Bill Gates, uno de los principales empresarios de la revolución de las microcomputadoras, en una imagen de 1983. Crédito: Getty Images.
Advertidos de esta posibilidad, hemos aprendido a desconfiar de los anuncios y otros métodos evidentes de condicionar nuestros criterios. Pero todavía no sospechamos de las herramientas porque, después de todo, siempre las hemos controlado nosotros. Tomamos un lápiz, hacemos un par de figuras, las borramos para mejorarlas, las hacemos nuevamente. El proceso sigue hasta que no tenemos más ganas de dibujar. Y entonces, simple y llanamente, nos detenemos. Dejamos el lápiz y pasamos a otra cosa. Esta es la expresión más simple de nuestro sentido de agencia. Cuando queremos dibujar, dibujamos; cuando queremos parar, paramos. En cambio, cuando queremos comer dos o tres patatas fritas y terminamos comiéndonos el paquete entero, sentimos que algo se ha descontrolado y que no hemos podido evitarlo. Lo que se perdió en el proceso es el sentido de agencia. Nuestra inteligencia es bastante versátil pero también está repleta de puntos débiles, que son muy notorios cuando entra en juego la manipulación del deseo y la voluntad.

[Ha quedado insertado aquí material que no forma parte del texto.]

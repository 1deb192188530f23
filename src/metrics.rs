use async_trait::async_trait;
use chrono::{NaiveDate, Utc};
use sqlx::PgPool;
use std::collections::BTreeMap;
use tokio::sync::Mutex;

use crate::cache_store::StoreError;
use crate::models::{DailyUsageMetrics, LookupOutcome};

/// Day-bucketed lookup counters.
#[async_trait]
pub trait MetricsRecorder: Send + Sync {
    async fn record(&self, outcome: LookupOutcome) -> Result<(), StoreError>;

    /// All days, most recent first.
    async fn daily_totals(&self) -> Result<Vec<DailyUsageMetrics>, StoreError>;
}

fn increments(outcome: LookupOutcome) -> (i64, i64, i64) {
    let hit = i64::from(outcome.cache_hit);
    (hit, 1 - hit, i64::from(outcome.error))
}

#[derive(Clone)]
pub struct PgMetricsRecorder {
    pool: PgPool,
}

impl PgMetricsRecorder {
    pub fn new(pool: PgPool) -> Self {
        Self { pool }
    }
}

#[async_trait]
impl MetricsRecorder for PgMetricsRecorder {
    async fn record(&self, outcome: LookupOutcome) -> Result<(), StoreError> {
        let now = Utc::now();
        let (hits, misses, errors) = increments(outcome);

        // Single statement: day-row creation and increment cannot interleave
        sqlx::query(
            r#"
            INSERT INTO usage_metrics
                (date, total_requests, cache_hits, cache_misses, errors, created_at, updated_at)
            VALUES ($1, 1, $2, $3, $4, $5, $5)
            ON CONFLICT (date) DO UPDATE SET
                total_requests = usage_metrics.total_requests + 1,
                cache_hits = usage_metrics.cache_hits + EXCLUDED.cache_hits,
                cache_misses = usage_metrics.cache_misses + EXCLUDED.cache_misses,
                errors = usage_metrics.errors + EXCLUDED.errors,
                updated_at = EXCLUDED.updated_at
            "#,
        )
        .bind(now.date_naive())
        .bind(hits)
        .bind(misses)
        .bind(errors)
        .bind(now)
        .execute(&self.pool)
        .await?;

        Ok(())
    }

    async fn daily_totals(&self) -> Result<Vec<DailyUsageMetrics>, StoreError> {
        let rows = sqlx::query_as::<_, DailyUsageMetrics>(
            r#"
            SELECT date, total_requests, cache_hits, cache_misses, errors
            FROM usage_metrics
            ORDER BY date DESC
            "#,
        )
        .fetch_all(&self.pool)
        .await?;

        Ok(rows)
    }
}

/// In-process recorder for tests and local runs.
#[derive(Default)]
pub struct MemoryMetricsRecorder {
    days: Mutex<BTreeMap<NaiveDate, DailyUsageMetrics>>,
}

impl MemoryMetricsRecorder {
    pub fn new() -> Self {
        Self::default()
    }

    pub async fn record_on(&self, date: NaiveDate, outcome: LookupOutcome) {
        let (hits, misses, errors) = increments(outcome);
        let mut days = self.days.lock().await;
        let row = days.entry(date).or_insert_with(|| DailyUsageMetrics {
            date,
            total_requests: 0,
            cache_hits: 0,
            cache_misses: 0,
            errors: 0,
        });
        row.total_requests += 1;
        row.cache_hits += hits;
        row.cache_misses += misses;
        row.errors += errors;
    }
}

#[async_trait]
impl MetricsRecorder for MemoryMetricsRecorder {
    async fn record(&self, outcome: LookupOutcome) -> Result<(), StoreError> {
        self.record_on(Utc::now().date_naive(), outcome).await;
        Ok(())
    }

    async fn daily_totals(&self) -> Result<Vec<DailyUsageMetrics>, StoreError> {
        Ok(self.days.lock().await.values().rev().cloned().collect())
    }
}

Antes de la aparición del smartphone, la industria del entretenimiento, muy vinculada con el deseo, descubrió que todos nos reímos y lloramos más o menos por lo mismo. En Hollywood, epicentro de la industria del cine, se descubrió hace mucho una estructura narrativa que es eficaz para evocar todo un repertorio de emociones. El mero hecho de que hagan reír, o llorar, en el mismo instante a millones de personas de los más alejados rincones del mundo, muestra que aquello que consideramos más idiosincrático de nuestra condición se rige por un algoritmo común y, quizá, ni siquiera muy sofisticado. La industria de la comida, del entretenimiento, del tabaco y del juego, pero también otras (que de una manera u otra están vinculadas con los pecados capitales) aprovechan ya nuestras debilidades para hackear nuestra conducta y nuestras ideas. Somos más previsibles de lo que pensamos. Conviene conocer bien estos puntos más vulnerables porque, como veremos, las IA encuentran y aprovechan extraordinariamente bien nuestros flancos más débiles.